Soon, ancient engineers began experimenting with arches.
Around 100 A.D., Roman builders rotated an arch in a circle and discovered that it created a strong three-dimensional shape - the monolithic dome. In time, they were capping churches and mosques with this new and brilliant design.
The earliest dome, the Pantheon, was so heavy that engineers carved intricate shapes, called coffers, along the walls to reduce the weight of the enormous structure. They also gouged a hole, called an oculus, at the top, which created a daily light show for which the Pantheon is still famous.
By the early 1400s, Roman engineers began building two domes in one to create the illusion of even greater height. The U.S. Capitol dome, built in 1793, gets its height from this engineering sleight of hand. The large outer dome is a thin shell, held up by a ring of curved ribs. Underneath it all is a smaller, self-supporting dome, visible only from the inside.

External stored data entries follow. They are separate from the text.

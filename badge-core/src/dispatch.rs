//! Command dispatch
//!
//! Handlers are registered per [`CommandId`] and run synchronously on the
//! main loop. Every call produces exactly one response.

use std::collections::HashMap;

use badge_proto::{CommandId, CommandResponse, ErrorKind, Payload};
use log::*;

use crate::context::DeviceContext;
use crate::error::CommandError;
use crate::state::SystemState;
use crate::transport::Transport;
use crate::update::UpdateManager;

/// Where a command came from
#[derive(Debug, Clone, Copy, PartialEq, Eq)]
pub enum Origin {
    /// A connected peer
    Remote,
    /// Menu / buttons on the badge itself
    Local,
}

/// Everything a handler may touch
pub struct CommandContext<'a> {
    pub args: &'a [u8],
    pub origin: Origin,
    pub transport: &'a mut dyn Transport,
    pub state: &'a mut SystemState,
    pub device: &'a DeviceContext,
    pub updater: &'a UpdateManager,
}

/// Handler result: response payload plus bytes streamed after the response
#[derive(Debug, Default, Clone, PartialEq, Eq)]
pub struct Reply {
    pub payload: Payload,
    pub trailer: Vec<u8>,
}

impl Reply {
    pub fn empty() -> Self {
        Self::default()
    }

    pub fn payload(bytes: &[u8]) -> Result<Self, CommandError> {
        let payload = Payload::from_slice(bytes)
            .map_err(|_| CommandError::new(ErrorKind::DataTooLong, "response payload over 64 bytes"))?;
        Ok(Self { payload, trailer: Vec::new() })
    }

    pub fn with_trailer(mut self, trailer: Vec<u8>) -> Self {
        self.trailer = trailer;
        self
    }
}

/// Command handler function type
pub type CommandHandler =
    Box<dyn Fn(&mut CommandContext<'_>) -> Result<Reply, CommandError> + Send + Sync>;

/// Response and trailer produced for one request
#[derive(Debug, Clone, PartialEq, Eq)]
pub struct Dispatched {
    pub response: CommandResponse,
    pub trailer: Vec<u8>,
}

impl Dispatched {
    pub fn status(kind: ErrorKind) -> Self {
        Self { response: CommandResponse::status(kind), trailer: Vec::new() }
    }
}

#[derive(Default)]
pub struct Dispatcher {
    handlers: HashMap<CommandId, CommandHandler>,
}

impl Dispatcher {
    pub fn new() -> Self {
        Self::default()
    }

    /// Register a command handler, replacing any previous one
    pub fn command<F>(&mut self, id: CommandId, handler: F)
    where
        F: Fn(&mut CommandContext<'_>) -> Result<Reply, CommandError> + Send + Sync + 'static,
    {
        self.handlers.insert(id, Box::new(handler));
    }

    pub fn is_registered(&self, id: CommandId) -> bool {
        self.handlers.contains_key(&id)
    }

    /// Run the handler for `identifier`.
    ///
    /// Identifiers past the command table, or without a handler, answer
    /// `NoAction` and touch nothing.
    pub fn execute(&self, identifier: u32, ctx: &mut CommandContext<'_>) -> Dispatched {
        let Ok(id) = CommandId::try_from(identifier) else {
            warn!("unknown command {}", identifier);
            return Dispatched::status(ErrorKind::NoAction);
        };
        let Some(handler) = self.handlers.get(&id) else {
            warn!("no handler for {:?}", id);
            return Dispatched::status(ErrorKind::NoAction);
        };

        match handler(&mut *ctx) {
            Ok(reply) => {
                debug!("{:?} ({:?}) ok", id, ctx.origin);
                Dispatched { response: CommandResponse::ok(reply.payload), trailer: reply.trailer }
            }
            Err(e) => {
                warn!("{:?} ({:?}) failed: {}", id, ctx.origin, e);
                Dispatched::status(e.kind)
            }
        }
    }
}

The U.S. Capitol dome is also one of the earliest domes made of pre-fabricated ribs. The switch from heavy to lightweight metal ribs in the late 18th century greatly reduced the weight of domes being built around the world.
But a 20th-century invention would change dome engineering forever.
In the 1950s, a radical new design - the geodesic dome - changed the way engineers looked at domes for the first time in 2, 000 years. Invented by American engineer and architect Buckminster Fuller, the geodesic dome is a partial sphere shape structured from a series of triangles, rather than a series of arches.